Chinese electric vehicle manufacturer NIO (NYSE: NIO) said today that it will shut down production at its Hefei plant for five days due to the global shortage of semiconductors. Production will be suspended for five business days from March 29.

The company said the shutdown will reduce first-quarter deliveries to about 19,500 vehicles, from the previous estimate of 20,000 to 20,500. In comparison, the company delivered 17,353 vehicles in the fourth quarter of 2020.

NIO ES8 electric vehicle

NIO ES8 electric vehicle. Image Source: NIO.

The shortage of semiconductors is affecting many car manufacturers around the world, including Ford (NYSE: F) and General engines (NYSE: GM) Tesla (NASDAQ: TSLA) also took a two-day production break at the California plant last month for what it called parts shortages. Automakers are shuffling available semiconductors through factories to maintain the production of the most profitable vehicles.

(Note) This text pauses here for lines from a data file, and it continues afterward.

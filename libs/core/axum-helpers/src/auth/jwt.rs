use super::config::JwtConfig;
use chrono::{Duration, Utc};
use jsonwebtoken::{Algorithm, DecodingKey, EncodingKey, Header, Validation, decode, encode};
use serde::{Deserialize, Serialize};
use std::sync::Arc;

/// Claims carried by access tokens
#[derive(Debug, Clone, PartialEq, Eq, Serialize, Deserialize)]
pub struct JwtClaims {
    /// Login of the authenticated user
    pub sub: String,
    /// Granted authority names, e.g. `ROLE_ADMIN`
    pub auth: Vec<String>,
    pub exp: i64,
    pub iat: i64,
}

impl JwtClaims {
    pub fn has_authority(&self, authority: &str) -> bool {
        self.auth.iter().any(|a| a.as_str() == authority)
    }
}

/// HS256 token issuer and verifier
#[derive(Clone)]
pub struct JwtAuth {
    encoding: Arc<EncodingKey>,
    decoding: Arc<DecodingKey>,
    token_validity_secs: i64,
}

impl JwtAuth {
    pub fn new(config: &JwtConfig) -> Self {
        tracing::info!(
            token_validity_secs = config.token_validity_secs,
            "JWT auth initialized"
        );
        Self {
            encoding: Arc::new(EncodingKey::from_secret(config.secret.as_bytes())),
            decoding: Arc::new(DecodingKey::from_secret(config.secret.as_bytes())),
            token_validity_secs: config.token_validity_secs,
        }
    }

    /// Sign a token for `login` holding `authorities`
    pub fn create_token(&self, login: &str, authorities: &[String]) -> eyre::Result<String> {
        let now = Utc::now();
        let claims = JwtClaims {
            sub: login.to_string(),
            auth: authorities.to_vec(),
            exp: (now + Duration::seconds(self.token_validity_secs)).timestamp(),
            iat: now.timestamp(),
        };

        let token = encode(&Header::new(Algorithm::HS256), &claims, &self.encoding)?;
        Ok(token)
    }

    /// Check signature and expiry, returning the claims
    pub fn verify_token(&self, token: &str) -> eyre::Result<JwtClaims> {
        let data = decode::<JwtClaims>(token, &self.decoding, &Validation::new(Algorithm::HS256))?;
        Ok(data.claims)
    }

    pub fn token_validity_secs(&self) -> i64 {
        self.token_validity_secs
    }
}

Even with the lost production, NIO’s new estimated first quarter production level of 19,500 vehicles would represent a growth of more than 400% over deliveries reported in the first quarter of 2020. NIO more than doubled its production in 2020 compared to the previous year and continues to work towards profitability.

During a presentation in January 2021, the company introduced its new ET7 luxury sedan, the first sedan to be offered by the company. It provides a range of approximately 621 miles, according to the company. That’s beyond Tesla’s Model S maximum range of 402 miles. Competition is increasing as the Chinese electric vehicle market expands. Tesla began shipping its Model Y crossover SUV from its Shanghai plant earlier this year, with other Chinese competitors ramping up production as well.